In related news, the hard drive on IFA2 has been flaky, so we’re also hoping to get that replaced on a similar timeline.
The road to the summit of Maui’s Haleakala Mountain has 32 switchbacks.
When Eliot Gillum, Director of LaserSETI, picked me up at the Maui airport, he jokingly asked me if I got car sick, and I laughed him off. But the ride up Maui’s tallest mountain is not to be taken lightly. It’s a gorgeous meander filled with blind turns and steep drop-offs. Gaggles of bikers laugh as they stream down the road, unbothered by the cars alongside them, and a few of the more serious athletes huff and puff their way up the 22-mile incline.
Eliot and I are making this trek from sea level to the 10,000-foot summit in a car with LaserSETI cameras in the trunk. LaserSETI is the first all-sky, all-the-time optical SETI project, which focuses on detecting laser pulses from outside the solar system. Distant advanced civilizations could use lasers for communication and spacecraft propulsion.
Last August, Eliot installed two LaserSETI instruments on the top of Haleakala. But by December, the science cameras had started going offline one by one. Each LaserSETI instrument consists of two wide-field, high-sensitivity cameras to capture images of the night sky, and when one of them goes out, observing is severely compromised. If you lose both, you’re out of business entirely. Fortunately, we’d come equipped with four replacements—two for each instrument—and swapping the malfunctioning cameras out for new ones is a quick process.
When we reach the top of the mountain, the visitor’s center is overflowing with people who have made the hike to watch the sunset. The sun is already dipping close to the horizon and shining orange against the clouds several thousand feet below. It’s beautiful, but we are running out of daylight for the camera swap.
Once we park the car, Eliot and I carry the equipment a few hundred more feet to the LaserSETI instruments, which rest on top of the “Air Glow” building. It’s a small structure made of cement and volcanic stone that holds equipment for several other instruments that share the roof with LaserSETI.

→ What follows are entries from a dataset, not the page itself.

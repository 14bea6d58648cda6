//! Oncoming traffic: spawning, motion, despawn and collision with the player

use glam::DVec2;
use rand::Rng;

use super::collision::{car_box, first_overlap};
use super::state::{Opponent, PlayerCar, Traffic};
use crate::tuning::Tuning;

/// What happened to traffic this tick
#[derive(Debug, Clone, Copy, Default, PartialEq)]
pub struct TrafficUpdate {
    /// Opponents spawned this tick
    pub spawned: u32,
    /// Position of the first opponent (spawn order) overlapping the player
    pub collision: Option<DVec2>,
}

/// Ticks until the next spawn wave at the given difficulty
pub fn spawn_interval(speed_multiplier: f64, tuning: &Tuning) -> f64 {
    (tuning.spawn_interval_base / (speed_multiplier * tuning.spawn_speed_scale))
        .max(tuning.spawn_interval_floor)
}

/// Opponents per spawn wave: 1 plus one per density step, capped
pub fn spawn_count(score: f64, tuning: &Tuning) -> u32 {
    let extra = (score / tuning.spawn_density_score).floor().max(0.0) as u32;
    1 + extra.min(tuning.max_extra_opponents)
}

/// Place a new opponent somewhere across the road, well ahead of the player
pub fn spawn_opponent(player: &PlayerCar, rng: &mut impl Rng, tuning: &Tuning) -> Opponent {
    let half = tuning.half_road();
    let x = rng.random_range(-half..=half);
    let y = player.pos.y - tuning.spawn_min_gap - rng.random::<f64>() * tuning.spawn_depth_jitter;
    Opponent {
        pos: DVec2::new(x, y),
    }
}

/// Advance traffic by one tick. Reads the player, never moves it.
pub fn update(
    traffic: &mut Traffic,
    player: &PlayerCar,
    curve: f64,
    speed_multiplier: f64,
    score: f64,
    rng: &mut impl Rng,
    tuning: &Tuning,
) -> TrafficUpdate {
    let mut result = TrafficUpdate::default();

    // Curves bring denser traffic
    traffic.spawn_timer -= 1.0;
    if curve.abs() > tuning.dense_curve_threshold {
        traffic.spawn_timer -= tuning.dense_curve_extra_countdown;
    }

    if traffic.spawn_timer <= 0.0 {
        let count = spawn_count(score, tuning);
        for _ in 0..count {
            let opponent = spawn_opponent(player, rng, tuning);
            traffic.opponents.push(opponent);
        }
        traffic.spawn_timer = spawn_interval(speed_multiplier, tuning);
        log::debug!(
            "Spawned {} opponent(s), next wave in {:.0} ticks",
            count,
            traffic.spawn_timer
        );
        result.spawned = count;
    }

    let advance = player.speed * speed_multiplier * tuning.opponent_speed_factor;
    let drift = curve * player.speed * tuning.opponent_curve_drift;
    for opponent in &mut traffic.opponents {
        opponent.pos.y += advance;
        opponent.pos.x += drift;
    }

    let player_box = car_box(player.pos, tuning);
    result.collision = first_overlap(
        &player_box,
        traffic.opponents.iter().map(|o| car_box(o.pos, tuning)),
    )
    .map(|i| traffic.opponents[i].pos);

    // Behind the camera
    let horizon = player.pos.y + tuning.despawn_distance;
    traffic.opponents.retain(|o| o.pos.y <= horizon);

    result
}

Since we’re so high up in the atmosphere, we put our coats on over our Aloha shirts before we get to work. Well, Eliot does most of the work. He opens the protective steel cover on top of the first instrument and disconnects the current cameras’ power supplies. Inside, we extract the components over each camera then delicately exchange the old ones for the new ones Eliot tested in his workshop back in California.
The sun has dipped below the horizon by the time we finish, and my fingers are pretty blue. Still, it will be another half an hour or so before it’s dark enough to test the cameras.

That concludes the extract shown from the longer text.